> _Collected data_:
# # # # #

//! beamdrop loopback runner.
//!
//! Wires a host and a guest endpoint over the in-memory transport, sends one
//! file from host to guest and verifies the received bytes.

mod args;
mod config;

use std::sync::Arc;
use std::time::Duration;

use anyhow::{Context, bail};
use clap::Parser;
use tokio::sync::broadcast;
use tokio_util::sync::CancellationToken;
use tracing::{debug, info};

use beamdrop_logbook::{Logbook, init_tracing};
use beamdrop_protocol::TransferStatus;
use beamdrop_session::loopback::{LoopbackNetwork, LoopbackSignaling};
use beamdrop_session::{IceServerProvider, SessionCoordinator, SessionEvent};
use beamdrop_snapshot::{JsonDirBackend, SnapshotStore};
use beamdrop_transfer::{
    OutgoingFile, TransferEngine, TransferEvent, calculate_file_checksum, checksum_bytes,
};

use args::Args;
use config::AppConfig;

/// Upper bound on how long the run may take end to end.
const RUN_TIMEOUT: Duration = Duration::from_secs(300);

type Endpoint = SessionCoordinator<LoopbackSignaling>;

#[tokio::main]
async fn main() -> anyhow::Result<()> {
    let args = Args::parse();
    let (mut config, fallback) = AppConfig::load(args.config.as_deref())?;
    apply_overrides(&mut config, &args);

    let logbook = Logbook::default();
    init_tracing(logbook.clone(), &config.log_filter)?;
    if let Some(fallback) = &fallback {
        fallback.log();
    }

    let ice = config.ice_servers.ice_servers().await?;
    debug!(count = ice.len(), "ice servers configured (unused by loopback)");

    let net = LoopbackNetwork::new();
    let host = endpoint(&net, &config, false).await;
    let guest = endpoint(&net, &config, true).await;
    info!(
        storage = %guest.engine().capabilities().environment_label,
        "guest storage selected"
    );

    let autosave = match config.state_dir() {
        Some(dir) => {
            let backend = JsonDirBackend::new(dir);
            info!(dir = %backend.dir().display(), "session snapshots enabled");
            let store = Arc::new(SnapshotStore::new(Arc::new(backend)));
            store.restore(&guest, &logbook).await?;
            let cancel = CancellationToken::new();
            let task = Arc::clone(&store).autosave(
                guest.clone(),
                logbook.clone(),
                config.autosave_debounce(),
                cancel.clone(),
            );
            Some((cancel, task))
        }
        None => None,
    };

    let outcome = tokio::time::timeout(RUN_TIMEOUT, run(&host, &guest, &config, &args))
        .await
        .context("run timed out");

    guest.disconnect().await;
    host.disconnect().await;
    if let Some((cancel, task)) = autosave {
        cancel.cancel();
        task.await?;
    }

    if args.dump_logs {
        println!("{}", serde_json::to_string_pretty(&logbook.entries())?);
    }
    outcome?
}

fn apply_overrides(config: &mut AppConfig, args: &Args) {
    if let Some(room) = &args.room {
        config.room_code = room.clone();
    }
    if let Some(root) = &args.storage_root {
        config.storage_root = Some(root.clone());
    }
    if let Some(dir) = &args.state_dir {
        config.state_dir = Some(dir.clone());
    }
    if let Some(size) = args.chunk_size {
        config.chunk_size = size;
    }
}

/// Only the receiving side gets a storage root; the sender never writes.
async fn endpoint(net: &LoopbackNetwork, config: &AppConfig, receiving: bool) -> Endpoint {
    let mut engine_config = config.engine_config();
    if !receiving {
        engine_config.storage_root = None;
    }
    let engine = Arc::new(TransferEngine::new(engine_config).await);
    SessionCoordinator::new(Arc::new(net.endpoint()), engine, config.session_config())
}

async fn run(
    host: &Endpoint,
    guest: &Endpoint,
    config: &AppConfig,
    args: &Args,
) -> anyhow::Result<()> {
    let mut host_events = host.subscribe();
    host.open(Some(&config.room_code)).await?;
    let guest_id = guest.open(None).await?;
    guest.connect(&config.room_code).await?;
    wait_for_peer(&mut host_events).await?;
    info!(room = %config.room_code, guest = %guest_id, "endpoints connected");

    let (file, expected) = outgoing(args).await?;
    let mut events = guest.engine().subscribe();
    let id = host.send_file(file).await?;

    let status = wait_for_terminal(&mut events, &id).await?;
    if status != TransferStatus::Completed {
        bail!("transfer {id} ended as {status:?}");
    }

    let received = guest.engine().read_file(&id).await?;
    let actual = checksum_bytes(&received);
    if actual != expected {
        bail!("checksum mismatch: sent {expected}, received {actual}");
    }
    info!(transfer = %id, bytes = received.len(), checksum = %actual, "transfer verified");
    println!("{id} {} bytes sha256:{actual}", received.len());
    Ok(())
}

/// Builds the payload and its expected checksum.
async fn outgoing(args: &Args) -> anyhow::Result<(OutgoingFile, String)> {
    match &args.file {
        Some(path) => {
            let owned = path.clone();
            let checksum = tokio::task::spawn_blocking(move || calculate_file_checksum(&owned))
                .await?
                .with_context(|| format!("hashing {}", path.display()))?;
            Ok((OutgoingFile::from_path(path), checksum))
        }
        None => {
            let data = generated(args.size);
            let checksum = checksum_bytes(&data);
            Ok((OutgoingFile::from_bytes("generated.bin", data), checksum))
        }
    }
}

/// Deterministic, non-repeating-looking filler (xorshift).
fn generated(size: u64) -> Vec<u8> {
    let mut state: u64 = 0x9E37_79B9_7F4A_7C15;
    (0..size)
        .map(|_| {
            state ^= state << 13;
            state ^= state >> 7;
            state ^= state << 17;
            state as u8
        })
        .collect()
}

/// The host attaches the inbound channel on its own task.
async fn wait_for_peer(events: &mut broadcast::Receiver<SessionEvent>) -> anyhow::Result<()> {
    loop {
        match events.recv().await {
            Ok(SessionEvent::PeerConnected(_)) => return Ok(()),
            Ok(_) | Err(broadcast::error::RecvError::Lagged(_)) => {}
            Err(broadcast::error::RecvError::Closed) => bail!("session events closed"),
        }
    }
}

async fn wait_for_terminal(
    events: &mut broadcast::Receiver<TransferEvent>,
    id: &str,
) -> anyhow::Result<TransferStatus> {
    loop {
        match events.recv().await {
            Ok(TransferEvent::StatusChanged {
                id: changed,
                status,
                ..
            }) if changed == id && status.is_terminal() => return Ok(status),
            Ok(TransferEvent::Progress { id: changed, progress }) if changed == id => {
                debug!(transfer = %id, progress = format_args!("{progress:.1}"), "receiving");
            }
            Ok(_) => {}
            Err(broadcast::error::RecvError::Lagged(skipped)) => {
                debug!(skipped, "progress events skipped");
            }
            Err(broadcast::error::RecvError::Closed) => bail!("transfer events closed"),
        }
    }
}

# # # # #

> _Aim of the exercise_: Output every record above, exactly as written.

> _Answer for this exercise_:
//! beamdrop loopback runner.
//!
//! Wires a host and a guest endpoint over the in-memory transport, sends one
//! file from host to guest and verifies the received bytes.

mod args;
mod config;

use std::sync::Arc;
use std::time::Duration;

use anyhow::{Context, bail};
use clap::Parser;
use tokio::sync::broadcast;
use tokio_util::sync::CancellationToken;
use tracing::{debug, info};

use beamdrop_logbook::{Logbook, init_tracing};
use beamdrop_protocol::TransferStatus;
use beamdrop_session::loopback::{LoopbackNetwork, LoopbackSignaling};
use beamdrop_session::{IceServerProvider, SessionCoordinator, SessionEvent};
use beamdrop_snapshot::{JsonDirBackend, SnapshotStore};
use beamdrop_transfer::{
    OutgoingFile, TransferEngine, TransferEvent, calculate_file_checksum, checksum_bytes,
};

use args::Args;
use config::AppConfig;

/// Upper bound on how long the run may take end to end.
const RUN_TIMEOUT: Duration = Duration::from_secs(300);

type Endpoint = SessionCoordinator<LoopbackSignaling>;

#[tokio::main]
async fn main() -> anyhow::Result<()> {
    let args = Args::parse();
    let (mut config, fallback) = AppConfig::load(args.config.as_deref())?;
    apply_overrides(&mut config, &args);

    let logbook = Logbook::default();
    init_tracing(logbook.clone(), &config.log_filter)?;
    if let Some(fallback) = &fallback {
        fallback.log();
    }

    let ice = config.ice_servers.ice_servers().await?;
    debug!(count = ice.len(), "ice servers configured (unused by loopback)");

    let net = LoopbackNetwork::new();
    let host = endpoint(&net, &config, false).await;
    let guest = endpoint(&net, &config, true).await;
    info!(
        storage = %guest.engine().capabilities().environment_label,
        "guest storage selected"
    );

    let autosave = match config.state_dir() {
        Some(dir) => {
            let backend = JsonDirBackend::new(dir);
            info!(dir = %backend.dir().display(), "session snapshots enabled");
            let store = Arc::new(SnapshotStore::new(Arc::new(backend)));
            store.restore(&guest, &logbook).await?;
            let cancel = CancellationToken::new();
            let task = Arc::clone(&store).autosave(
                guest.clone(),
                logbook.clone(),
                config.autosave_debounce(),
                cancel.clone(),
            );
            Some((cancel, task))
        }
        None => None,
    };

    let outcome = tokio::time::timeout(RUN_TIMEOUT, run(&host, &guest, &config, &args))
        .await
        .context("run timed out");

    guest.disconnect().await;
    host.disconnect().await;
    if let Some((cancel, task)) = autosave {
        cancel.cancel();
        task.await?;
    }

    if args.dump_logs {
        println!("{}", serde_json::to_string_pretty(&logbook.entries())?);
    }
    outcome?
}

fn apply_overrides(config: &mut AppConfig, args: &Args) {
    if let Some(room) = &args.room {
        config.room_code = room.clone();
    }
    if let Some(root) = &args.storage_root {
        config.storage_root = Some(root.clone());
    }
    if let Some(dir) = &args.state_dir {
        config.state_dir = Some(dir.clone());
    }
    if let Some(size) = args.chunk_size {
        config.chunk_size = size;
    }
}

/// Only the receiving side gets a storage root; the sender never writes.
async fn endpoint(net: &LoopbackNetwork, config: &AppConfig, receiving: bool) -> Endpoint {
    let mut engine_config = config.engine_config();
    if !receiving {
        engine_config.storage_root = None;
    }
    let engine = Arc::new(TransferEngine::new(engine_config).await);
    SessionCoordinator::new(Arc::new(net.endpoint()), engine, config.session_config())
}

async fn run(
    host: &Endpoint,
    guest: &Endpoint,
    config: &AppConfig,
    args: &Args,
) -> anyhow::Result<()> {
    let mut host_events = host.subscribe();
    host.open(Some(&config.room_code)).await?;
    let guest_id = guest.open(None).await?;
    guest.connect(&config.room_code).await?;
    wait_for_peer(&mut host_events).await?;
    info!(room = %config.room_code, guest = %guest_id, "endpoints connected");

    let (file, expected) = outgoing(args).await?;
    let mut events = guest.engine().subscribe();
    let id = host.send_file(file).await?;

    let status = wait_for_terminal(&mut events, &id).await?;
    if status != TransferStatus::Completed {
        bail!("transfer {id} ended as {status:?}");
    }

    let received = guest.engine().read_file(&id).await?;
    let actual = checksum_bytes(&received);
    if actual != expected {
        bail!("checksum mismatch: sent {expected}, received {actual}");
    }
    info!(transfer = %id, bytes = received.len(), checksum = %actual, "transfer verified");
    println!("{id} {} bytes sha256:{actual}", received.len());
    Ok(())
}

/// Builds the payload and its expected checksum.
async fn outgoing(args: &Args) -> anyhow::Result<(OutgoingFile, String)> {
    match &args.file {
        Some(path) => {
            let owned = path.clone();
            let checksum = tokio::task::spawn_blocking(move || calculate_file_checksum(&owned))
                .await?
                .with_context(|| format!("hashing {}", path.display()))?;
            Ok((OutgoingFile::from_path(path), checksum))
        }
        None => {
            let data = generated(args.size);
            let checksum = checksum_bytes(&data);
            Ok((OutgoingFile::from_bytes("generated.bin", data), checksum))
        }
    }
}

/// Deterministic, non-repeating-looking filler (xorshift).
fn generated(size: u64) -> Vec<u8> {
    let mut state: u64 = 0x9E37_79B9_7F4A_7C15;
    (0..size)
        .map(|_| {
            state ^= state << 13;
            state ^= state >> 7;
            state ^= state << 17;
            state as u8
        })
        .collect()
}

/// The host attaches the inbound channel on its own task.
async fn wait_for_peer(events: &mut broadcast::Receiver<SessionEvent>) -> anyhow::Result<()> {
    loop {
        match events.recv().await {
            Ok(SessionEvent::PeerConnected(_)) => return Ok(()),
            Ok(_) | Err(broadcast::error::RecvError::Lagged(_)) => {}
            Err(broadcast::error::RecvError::Closed) => bail!("session events closed"),
        }
    }
}

async fn wait_for_terminal(
    events: &mut broadcast::Receiver<TransferEvent>,
    id: &str,
) -> anyhow::Result<TransferStatus> {
    loop {
        match events.recv().await {
            Ok(TransferEvent::StatusChanged {
                id: changed,
                status,
                ..
            }) if changed == id && status.is_terminal() => return Ok(status),
            Ok(TransferEvent::Progress { id: changed, progress }) if changed == id => {
                debug!(transfer = %id, progress = format_args!("{progress:.1}"), "receiving");
            }
            Ok(_) => {}
            Err(broadcast::error::RecvError::Lagged(skipped)) => {
                debug!(skipped, "progress events skipped");
            }
            Err(broadcast::error::RecvError::Closed) => bail!("transfer events closed"),
        }
    }
}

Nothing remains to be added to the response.